Nos últimos anos, a visão de que o melasma é causado apenas pela radiação solar, hormônios e genética ganhou novos contornos. Pesquisadores passaram a investigar inflamação, alterações metabólicas e estresse oxidativo como fatores que influenciam a pigmentação da pele.
A ativação de mastócitos e o aumento de substâncias inflamatórias, como a histamina, também têm sido associados ao agravamento do melasma. Surgiu, então, a questão sobre a influência da alimentação nesses mecanismos.
O que se sabia sobre hormônios e genética
O melasma é mais comum em mulheres, sobretudo com variações hormonais, como gravidez e uso de anticoncepcionais. Estudos indicam que estrogênio e progesterona podem estimular a produção de melanina. A predisposição genética está presente em cerca de 30% dos casos.
Além de melanócitos hiperativos, a pigmentação envolve transferência de melanina e a ação de genes e enzimas ligados a esse processo. A comunicação entre células da pele e respostas inflamatórias também participam, ampliando o campo de pesquisa.
O que acontece na pele
Pesquisas mostram que o melasma envolve melanócitos, queratinócitos, fibroblastos e mastócitos.
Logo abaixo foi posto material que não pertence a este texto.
//! Application error types and result alias.

use std::collections::BTreeMap;

use serde::Deserialize;
use thiserror::Error;

/// Application result type alias
pub type Result<T> = std::result::Result<T, AppError>;

/// Application error types
#[derive(Error, Debug)]
pub enum AppError {
    /// Client-side validation error, raised before any network call
    #[error("{0}")]
    Validation(String),

    /// Authentication error (HTTP 401 or missing session)
    #[error("Authentication failed: {0}")]
    Authentication(String),

    /// Authorization error (HTTP 403)
    #[error("{0}")]
    Authorization(String),

    /// Not found error (HTTP 404)
    #[error("Resource not found: {0}")]
    NotFound(String),

    /// Any other non-2xx API response
    #[error("API error: {status} - {message}")]
    Api { status: u16, message: String },

    /// HTTP transport error
    #[error("HTTP request failed: {0}")]
    Http(#[from] reqwest::Error),

    /// JSON error
    #[error("JSON error: {0}")]
    Json(#[from] serde_json::Error),

    /// IO error
    #[error("IO error: {0}")]
    Io(#[from] std::io::Error),

    /// Internal error
    #[error("{0}")]
    Internal(String),
}

/// Error body shape returned by the backend on failures.
///
/// Either a single `message`, or a validation `errors` map of
/// field name to a list of messages.
#[derive(Debug, Default, Deserialize)]
pub struct ApiErrorBody {
    #[serde(default)]
    pub message: Option<String>,
    #[serde(default)]
    pub errors: Option<BTreeMap<String, Vec<String>>>,
}

impl ApiErrorBody {
    /// Flatten the body into a single user-facing message, preferring the
    /// validation map when present.
    pub fn flatten(&self) -> Option<String> {
        if let Some(errors) = &self.errors {
            let joined: Vec<&str> = errors
                .values()
                .flat_map(|msgs| msgs.iter().map(String::as_str))
                .collect();
            if !joined.is_empty() {
                return Some(joined.join(", "));
            }
        }
        self.message.clone()
    }
}

/// Map a non-2xx response status and body to an [`AppError`].
pub fn error_from_response(status: u16, body: &[u8]) -> AppError {
    let parsed: ApiErrorBody = serde_json::from_slice(body).unwrap_or_default();
    let message = parsed.flatten().unwrap_or_default();

    match status {
        401 => AppError::Authentication(or_default(message, "Invalid credentials")),
        403 => AppError::Authorization(or_default(message, "Access denied")),
        404 => AppError::NotFound(or_default(message, "Resource not found")),
        _ => AppError::Api {
            status,
            message: or_default(message, "Request failed"),
        },
    }
}

fn or_default(message: String, fallback: &str) -> String {
    if message.is_empty() {
        fallback.to_string()
    } else {
        message
    }
}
Radiação UV, alterações hormonais e poluentes podem acionar moléculas inflamatórias que promovem a hiperpigmentação. Poluição pode fragilizar a barreira cutânea.
O estresse oxidativo, com excesso de radicais livres, favorece inflamação e alterações na pigmentação. Alterações na matriz extracelular e na função da barreira cutânea também acompanham o quadro.
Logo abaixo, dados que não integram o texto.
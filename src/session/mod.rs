//! Session store.
//!
//! Holds the authenticated session (bearer token + user record) behind an
//! injectable storage backend. Exactly two keys are persisted, `token`
//! and `user`; absence of `token` means anonymous regardless of a stale
//! `user` entry. All access happens on one logical thread of execution,
//! so writes are plain last-writer-wins.

pub mod file;
pub mod memory;

use std::fmt;

use serde::{Deserialize, Serialize};

use crate::error::Result;
use crate::models::User;

pub use file::FileBackend;
pub use memory::MemoryBackend;

/// Lifecycle state of a session.
#[derive(Debug, Clone, Copy, PartialEq, Eq)]
pub enum SessionState {
    Anonymous,
    Authenticating,
    Authenticated,
}

/// The two persisted keys.
#[derive(Clone, Default, Serialize, Deserialize)]
pub struct PersistedSession {
    #[serde(default)]
    pub token: Option<String>,
    #[serde(default)]
    pub user: Option<User>,
}

impl fmt::Debug for PersistedSession {
    fn fmt(&self, f: &mut fmt::Formatter<'_>) -> fmt::Result {
        f.debug_struct("PersistedSession")
            .field("token", &self.token.as_ref().map(|_| "[REDACTED]"))
            .field("user", &self.user)
            .finish()
    }
}

/// Storage backend for the two session keys.
pub trait SessionBackend: Send + Sync {
    fn load(&self) -> Result<PersistedSession>;
    fn store(&self, session: &PersistedSession) -> Result<()>;
    fn clear(&self) -> Result<()>;
}

/// In-memory view of the session with a defined lifecycle.
///
/// Initialized from persisted state, updated on auth events, torn down on
/// logout. Orphaned remnants (a token without a user, or a user without a
/// token) are discarded during init.
pub struct SessionStore {
    backend: Box<dyn SessionBackend>,
    state: SessionState,
    token: Option<String>,
    user: Option<User>,
}

impl fmt::Debug for SessionStore {
    fn fmt(&self, f: &mut fmt::Formatter<'_>) -> fmt::Result {
        f.debug_struct("SessionStore")
            .field("state", &self.state)
            .field("token", &self.token.as_ref().map(|_| "[REDACTED]"))
            .field("user", &self.user.as_ref().map(|u| u.id.as_str()))
            .finish()
    }
}

impl SessionStore {
    /// Initialize from whatever the backend has persisted.
    pub fn new(backend: Box<dyn SessionBackend>) -> Self {
        let persisted = backend.load().unwrap_or_else(|e| {
            tracing::warn!(error = %e, "failed to load persisted session, starting anonymous");
            PersistedSession::default()
        });

        match (persisted.token, persisted.user) {
            (Some(token), Some(user)) => Self {
                backend,
                state: SessionState::Authenticated,
                token: Some(token),
                user: Some(user),
            },
            (token, user) => {
                if token.is_some() || user.is_some() {
                    tracing::info!("discarding incomplete persisted session");
                    if let Err(e) = backend.clear() {
                        tracing::warn!(error = %e, "failed to clear stale session keys");
                    }
                }
                Self {
                    backend,
                    state: SessionState::Anonymous,
                    token: None,
                    user: None,
                }
            }
        }
    }

    pub fn state(&self) -> SessionState {
        self.state
    }

    pub fn is_authenticated(&self) -> bool {
        self.state == SessionState::Authenticated
    }

    pub fn token(&self) -> Option<&str> {
        self.token.as_deref()
    }

    pub fn user(&self) -> Option<&User> {
        self.user.as_ref()
    }

    /// anonymous → authenticating, on login or register submit.
    pub fn begin_authentication(&mut self) {
        self.state = SessionState::Authenticating;
    }

    /// authenticating → authenticated: persist both keys.
    pub fn complete_authentication(&mut self, token: String, user: User) -> Result<()> {
        let persisted = PersistedSession {
            token: Some(token.clone()),
            user: Some(user.clone()),
        };
        self.backend.store(&persisted)?;
        self.token = Some(token);
        self.user = Some(user);
        self.state = SessionState::Authenticated;
        tracing::info!(user = %self.user.as_ref().map(|u| u.id.as_str()).unwrap_or(""), "session established");
        Ok(())
    }

    /// authenticating → anonymous: nothing was persisted.
    pub fn fail_authentication(&mut self) {
        self.state = SessionState::Anonymous;
        self.token = None;
        self.user = None;
    }

    /// → anonymous. Local state is cleared unconditionally; a backend
    /// failure is logged, not surfaced.
    pub fn clear(&mut self) {
        self.token = None;
        self.user = None;
        self.state = SessionState::Anonymous;
        if let Err(e) = self.backend.clear() {
            tracing::warn!(error = %e, "failed to clear persisted session");
        }
    }
}

#[cfg(test)]
mod tests {
    use super::*;
    use crate::models::User;

    fn test_user() -> User {
        serde_json::from_str(r#"{"id":1,"name":"Ana","roles":["employee"]}"#).unwrap()
    }

    #[test]
    fn test_init_with_complete_session_is_authenticated() {
        let backend = MemoryBackend::default();
        backend
            .store(&PersistedSession {
                token: Some("tok".into()),
                user: Some(test_user()),
            })
            .unwrap();

        let store = SessionStore::new(Box::new(backend));
        assert_eq!(store.state(), SessionState::Authenticated);
        assert_eq!(store.token(), Some("tok"));
    }

    #[test]
    fn test_init_discards_user_without_token() {
        let backend = MemoryBackend::default();
        backend
            .store(&PersistedSession {
                token: None,
                user: Some(test_user()),
            })
            .unwrap();

        let store = SessionStore::new(Box::new(backend));
        assert_eq!(store.state(), SessionState::Anonymous);
        assert!(store.user().is_none());
    }

    #[test]
    fn test_init_discards_token_without_user() {
        let backend = MemoryBackend::default();
        backend
            .store(&PersistedSession {
                token: Some("tok".into()),
                user: None,
            })
            .unwrap();

        let store = SessionStore::new(Box::new(backend));
        assert_eq!(store.state(), SessionState::Anonymous);
        assert!(store.token().is_none());
    }

    #[test]
    fn test_failed_authentication_persists_nothing() {
        let mut store = SessionStore::new(Box::<MemoryBackend>::default());
        store.begin_authentication();
        assert_eq!(store.state(), SessionState::Authenticating);
        store.fail_authentication();
        assert_eq!(store.state(), SessionState::Anonymous);
        assert!(store.token().is_none());
    }

    #[test]
    fn test_clear_always_resets_local_state() {
        let mut store = SessionStore::new(Box::<MemoryBackend>::default());
        store.begin_authentication();
        store
            .complete_authentication("tok".into(), test_user())
            .unwrap();
        assert!(store.is_authenticated());

        store.clear();
        assert_eq!(store.state(), SessionState::Anonymous);
        assert!(store.token().is_none());
        assert!(store.user().is_none());
    }

    #[test]
    fn test_debug_redacts_token() {
        let mut store = SessionStore::new(Box::<MemoryBackend>::default());
        store.begin_authentication();
        store
            .complete_authentication("super-secret".into(), test_user())
            .unwrap();
        let rendered = format!("{store:?}");
        assert!(!rendered.contains("super-secret"));
        assert!(rendered.contains("[REDACTED]"));
    }
}
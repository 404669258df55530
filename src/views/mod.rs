//! Headless page logic.
//!
//! Each submodule carries the behavior of one screen of the web UI:
//! what it loads, what it validates, which affordances it offers, and how
//! failures surface. Rendering is left to the shell (the bundled CLI, or
//! anything else).

pub mod dashboard;
pub mod document_detail;
pub mod document_edit;
pub mod document_form;
pub mod document_list;
pub mod login;
pub mod register;

use crate::error::AppError;
use crate::models::{Category, Department, Id};

/// Resolve a category title by string-compared id.
pub(crate) fn category_title(categories: &[Category], id: Option<&Id>) -> Option<String> {
    let id = id?;
    categories
        .iter()
        .find(|category| &category.id == id)
        .map(|category| category.title.clone())
}

/// Resolve a department name by string-compared id.
pub(crate) fn department_name(departments: &[Department], id: Option<&Id>) -> Option<String> {
    let id = id?;
    departments
        .iter()
        .find(|department| &department.id == id)
        .map(|department| department.name.clone())
}

/// Map a load/save failure to what the screen shows: 403 keeps its
/// distinct permission message, validation errors pass through verbatim,
/// anything else collapses to the screen's generic message.
pub(crate) fn surface(error: AppError, forbidden: &str, generic: &str) -> AppError {
    match error {
        AppError::Authorization(_) => AppError::Authorization(forbidden.to_string()),
        validation @ AppError::Validation(_) => validation,
        other => {
            tracing::error!(error = %other, "request failed");
            AppError::Internal(generic.to_string())
        }
    }
}

#[cfg(test)]
mod tests {
    use super::*;

    #[test]
    fn test_lookup_compares_ids_as_strings() {
        let categories: Vec<Category> =
            serde_json::from_str(r#"[{"id":3,"title":"Invoices"}]"#).unwrap();
        // The document side carries the id as a string.
        let id = Id::from("3");
        assert_eq!(
            category_title(&categories, Some(&id)).as_deref(),
            Some("Invoices")
        );
        assert_eq!(category_title(&categories, None), None);
    }

    #[test]
    fn test_surface_keeps_forbidden_distinct() {
        let err = surface(
            AppError::Authorization("raw".into()),
            "You do not have permission to view this document.",
            "Failed to load document details.",
        );
        assert!(
            matches!(err, AppError::Authorization(msg) if msg.contains("permission to view"))
        );

        let err = surface(
            AppError::NotFound("gone".into()),
            "forbidden",
            "Failed to load document details.",
        );
        assert!(matches!(err, AppError::Internal(msg) if msg == "Failed to load document details."));
    }
}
Dieta e nutrição entram no jogo
A relação entre nutrição e pele ganha destaque. Compostos antioxidantes presentes em alimentos, especialmente polifenóis, podem modular processos ligados à pigmentação. Catequinas do chá verde são estudadas por efeito anti-inflamatório e proteção UV.
A romã, rica em elagitaninos e ácido elágico, surge como alvo de interesse, com potencial anti-inflamatório e proteção cutânea. Metabolismo dessas moléculas depende da microbiota intestinal, que as transforma em formas ativas.
Outros componentes e impactos
Carotenoides como licopeno, luteína e zeaxantina estão associados à proteção da pele frente ao estresse oxidativo. Alterações metabólicas ainda recebem atenção, incluindo inflamação de baixo grau e resistência à insulina.
Padrões alimentares ricos em açúcares e ultraprocessados elevam a formação de AGEs, que podem degradar o colágeno e comprometer a barreira cutânea. O modo de preparo dos alimentos também influencia esse acúmulo.
Uma visão atual sobre o melasma
A condição é vista hoje como multifatorial: solar, hormonal, genética, inflamatória e metabólica. Tratamentos costumam combinar fotoproteção, acompanhamento dermatológico e orientação nutricional.
Evidências sugerem que dietas plant-based e mediterrânea reduzem inflamação e melhoram o equilíbrio metabólico, o que pode impactar o melasma. Ainda são necessárias mais pesquisas para confirmar a influência direta da dieta.